History professor Bonnie Laughlin-Schultz speaks about the life of Caroline Henderson, an influential writer during the Dust Bowl period, for the Booth Library’s exhibit, “Dust, Drought, and Dreams Gone Dry” Tuesday afternoon.

Sean Hastings, Sports Editor

A recent event explored the stories of a woman from the Great Depression and the Dust Bowl who wrote letters portraying her experiences during that 10-year period.

Caroline Henderson lived through the Great Depression and carried on against the backdrop of the Dust Bowl. Henderson shared the experiences through letters she wrote.

Bonnie Laughlin-Schultz, a historian of the 19th century and of women’s and gender history and a history professor at Eastern presented her research on Henderson Tuesday night in the Witters Conference Room in the Booth Library.

Henderson pursued her degree in an era when women had limited access to higher education and graduated from Mount Holyoke in 1901, becoming a teacher. After finishing her teaching career in Iowa, Henderson moved to western Oklahoma and became a farmer.

Since Henderson did attend college, and become a teacher, she was not like many other women from the Dust Bowl.

“I would argue that Caroline Henderson isn’t exactly an ordinary person and that’s part of why we can recover her experience,” Laughlin-Schultz said. “But still it has been really a thrill to dig into her archives.”
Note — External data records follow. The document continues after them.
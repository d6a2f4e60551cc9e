// Copyright (c) Microsoft Corporation.
// Licensed under the MIT License.

//! Composable transformations applied while a fault layer is built.

use crate::Layer;

/// A transformation that attaches something to the layer being built.
///
/// Wrappers are plain values: [`Tag`](crate::Tag), [`Message`](crate::Message),
/// [`Meta`](crate::Meta), [`Stack`](crate::Stack), or a closure adapted with [`from_fn`].
/// `Option<W>` is a wrapper that does nothing when `None`.
pub trait Wrapper {
    /// Returns `layer` with this wrapper's contribution attached.
    fn apply(self, layer: Layer) -> Layer;
}

/// A list of wrappers applied left to right.
///
/// Implemented for `()`, any single [`Wrapper`], tuples of up to eight wrappers, and `Vec<W>`.
pub trait Wrappers {
    /// Applies every wrapper in order.
    fn apply_all(self, layer: Layer) -> Layer;
}

impl<W: Wrapper> Wrapper for Option<W> {
    fn apply(self, layer: Layer) -> Layer {
        match self {
            Some(wrapper) => wrapper.apply(layer),
            None => layer,
        }
    }
}

/// Adapts a closure into a [`Wrapper`].
///
/// ```rust
/// use faultline::{Fault, Tag, wrapper};
///
/// let retryable = true;
/// let error = Fault::new(
///     "connection reset",
///     wrapper::from_fn(move |layer| if retryable { layer.with_tag(Tag::Internal) } else { layer }),
/// );
/// assert_eq!(error.tag(), Tag::Internal);
/// ```
pub fn from_fn<F>(f: F) -> FromFn<F>
where
    F: FnOnce(Layer) -> Layer,
{
    FromFn(f)
}

/// A [`Wrapper`] created with [`from_fn`].
#[derive(Debug, Clone, Copy)]
pub struct FromFn<F>(F);

impl<F> Wrapper for FromFn<F>
where
    F: FnOnce(Layer) -> Layer,
{
    fn apply(self, layer: Layer) -> Layer {
        (self.0)(layer)
    }
}

impl Wrappers for () {
    fn apply_all(self, layer: Layer) -> Layer {
        layer
    }
}

impl<W: Wrapper> Wrappers for W {
    fn apply_all(self, layer: Layer) -> Layer {
        self.apply(layer)
    }
}

impl<W: Wrapper> Wrappers for Vec<W> {
    fn apply_all(self, layer: Layer) -> Layer {
        self.into_iter().fold(layer, |layer, wrapper| wrapper.apply(layer))
    }
}

impl<W1, W2> Wrappers for (W1, W2)
where
    W1: Wrapper,
    W2: Wrapper,
{
    fn apply_all(self, layer: Layer) -> Layer {
        let (w1, w2) = self;

        w2.apply(w1.apply(layer))
    }
}

impl<W1, W2, W3> Wrappers for (W1, W2, W3)
where
    W1: Wrapper,
    W2: Wrapper,
    W3: Wrapper,
{
    fn apply_all(self, layer: Layer) -> Layer {
        let (w1, w2, w3) = self;

        (w2, w3).apply_all(w1.apply(layer))
    }
}

impl<W1, W2, W3, W4> Wrappers for (W1, W2, W3, W4)
where
    W1: Wrapper,
    W2: Wrapper,
    W3: Wrapper,
    W4: Wrapper,
{
    fn apply_all(self, layer: Layer) -> Layer {
        let (w1, w2, w3, w4) = self;

        (w2, w3, w4).apply_all(w1.apply(layer))
    }
}

impl<W1, W2, W3, W4, W5> Wrappers for (W1, W2, W3, W4, W5)
where
    W1: Wrapper,
    W2: Wrapper,
    W3: Wrapper,
    W4: Wrapper,
    W5: Wrapper,
{
    fn apply_all(self, layer: Layer) -> Layer {
        let (w1, w2, w3, w4, w5) = self;

        (w2, w3, w4, w5).apply_all(w1.apply(layer))
    }
}

impl<W1, W2, W3, W4, W5, W6> Wrappers for (W1, W2, W3, W4, W5, W6)
where
    W1: Wrapper,
    W2: Wrapper,
    W3: Wrapper,
    W4: Wrapper,
    W5: Wrapper,
    W6: Wrapper,
{
    fn apply_all(self, layer: Layer) -> Layer {
        let (w1, w2, w3, w4, w5, w6) = self;

        (w2, w3, w4, w5, w6).apply_all(w1.apply(layer))
    }
}

impl<W1, W2, W3, W4, W5, W6, W7> Wrappers for (W1, W2, W3, W4, W5, W6, W7)
where
    W1: Wrapper,
    W2: Wrapper,
    W3: Wrapper,
    W4: Wrapper,
    W5: Wrapper,
    W6: Wrapper,
    W7: Wrapper,
{
    fn apply_all(self, layer: Layer) -> Layer {
        let (w1, w2, w3, w4, w5, w6, w7) = self;

        (w2, w3, w4, w5, w6, w7).apply_all(w1.apply(layer))
    }
}

impl<W1, W2, W3, W4, W5, W6, W7, W8> Wrappers for (W1, W2, W3, W4, W5, W6, W7, W8)
where
    W1: Wrapper,
    W2: Wrapper,
    W3: Wrapper,
    W4: Wrapper,
    W5: Wrapper,
    W6: Wrapper,
    W7: Wrapper,
    W8: Wrapper,
{
    fn apply_all(self, layer: Layer) -> Layer {
        let (w1, w2, w3, w4, w5, w6, w7, w8) = self;

        (w2, w3, w4, w5, w6, w7, w8).apply_all(w1.apply(layer))
    }
}

#[cfg_attr(coverage_nightly, coverage(off))]
#[cfg(test)]
mod tests {
    use super::*;
    use crate::{Message, Tag};

    #[test]
    fn applied_left_to_right() {
        let layer = (Tag::NotFound, Message::new("first"), Tag::InvalidArgument).apply_all(Layer::new());

        assert_eq!(layer.tag(), Some(Tag::InvalidArgument));
        assert_eq!(layer.label(), Some("first"));
    }

    #[test]
    fn unit_is_identity() {
        let layer = ().apply_all(Layer::new());
        assert!(layer.tag().is_none());
        assert!(layer.label().is_none());
    }

    #[test]
    fn option_and_vec() {
        let layer = vec![Some(Tag::NotFound), None].apply_all(Layer::new());
        assert_eq!(layer.tag(), Some(Tag::NotFound));

        let layer = None::<Tag>.apply_all(Layer::new());
        assert!(layer.tag().is_none());
    }

    #[test]
    fn closures() {
        let layer = from_fn(|layer: Layer| layer.with_issue("try again")).apply_all(Layer::new());
        assert_eq!(layer.issue(), Some("try again"));
    }

    #[test]
    fn eight_wrappers() {
        let layer = (
            Tag::NotFound,
            Tag::NotFound,
            Tag::NotFound,
            Tag::NotFound,
            Tag::NotFound,
            Tag::NotFound,
            Tag::NotFound,
            Message::with_issue("last", "shown"),
        )
            .apply_all(Layer::new());

        assert_eq!(layer.issue(), Some("shown"));
    }
}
Reference librarian Janice Derr asked Laughlin-Schultz to be the speaker of the event.

Hosting the event was one of the requirements of a grant Booth Library received along with the Henderson papers.
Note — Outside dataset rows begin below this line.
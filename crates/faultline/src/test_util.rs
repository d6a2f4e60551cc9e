// Copyright (c) Microsoft Corporation.
// Licensed under the MIT License.

//! Test utilities for the faultline crate.
//!
//! This module is only available when the `test-util` feature is enabled.

/// Assert that the user-facing description of an error matches the expected text.
///
/// The description is resolved with [`extract::issue`](crate::extract::issue), so the
/// innermost message is compared when no issue was attached.
///
/// # Examples
///
/// ```
/// # #[cfg(feature = "test-util")]
/// # {
/// use faultline::{Fault, Message, assert_issue};
///
/// let error = Fault::wrap(Fault::new("error 500", ()), Message::with_issue("get user", "please try again"));
/// assert_issue!(error, "please try again");
/// # }
/// ```
#[macro_export]
#[cfg_attr(coverage_nightly, coverage(off))] // coverage doesn't handle panics well
macro_rules! assert_issue {
    ($error:expr, $expected:expr) => {{
        let error: &(dyn ::std::error::Error + 'static) = &$error;
        let expected: &str = $expected;
        let actual = $crate::extract::issue(error);

        if actual != expected {
            panic!("left : {expected}\nright: {actual}");
        }
    }};
}

/// Assert that an error classifies as the expected [`Tag`](crate::Tag).
///
/// # Examples
///
/// ```
/// # #[cfg(feature = "test-util")]
/// # {
/// use faultline::{Fault, Tag, assert_tag};
///
/// assert_tag!(Fault::new("missing", Tag::NotFound), Tag::NotFound);
/// assert_tag!(Fault::new("untagged", ()), Tag::Internal);
/// # }
/// ```
#[macro_export]
#[cfg_attr(coverage_nightly, coverage(off))]
macro_rules! assert_tag {
    ($error:expr, $expected:expr) => {{
        let error: &(dyn ::std::error::Error + 'static) = &$error;
        let expected: $crate::Tag = $expected;
        let actual = $crate::extract::tag(error);

        if actual != expected {
            panic!("left : {expected}\nright: {actual}");
        }
    }};
}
“We have had Laughlin-Schultz speak for us before and I know she is a good speaker so I asked her if she was interested and she was really excited about the topic,” Derr said. “So it turned out to be a good fit.”

One thing that Henderson was able to provide was a women’s voice and not just a picture. The pictures can show the emotion of a woman but with a caption from someone else telling the audience how to think about it, but having a women writing it gives a truer picture, Laughlin-Schultz said.

While the Dust Bowl was a tough time in American history, pieces of Henderson’s story portrayed positive outlooks and optimism in her letter “Letters from the Dust Bowl” from May of 1936.

“Our soil is excellent,” Henderson wrote. “We need only a little rain-less than in most places-to make it productive. No one who remembers the wheat crops of 1926,1929 or 1931 can possibly regard this as permanently sub-marginal land.”

Henderson wrote letters to friends, family, public letters and private letters as well. Her public letters were published in “Atlantic Monthly”.

Her writings were descriptive in telling what was going on but she never told just how bad the situation got, Laughlin-Shultz said.

According to Laughlin-Shultz, Henderson’s letters to family described very pleasurable, good writing.

Laughlin-Schultz started her research over winter break and said the most interesting thing she found out was Henderson’s ability to combine her intellectual life and privileged life gained through her education.

As a history teacher, Laughlin-Schultz teaches the presidential election of 1932 between Herbert Hoover and Franklin D. Roosevelt.

In one of Henderson’s letters she wrote that she saw no difference between the two candidates, which is not how Laughlin-Schultz teaches the class.

Although that is not how she teaches the class, Laughlin-Schultz said she will bring in Henderson’s contrary voice.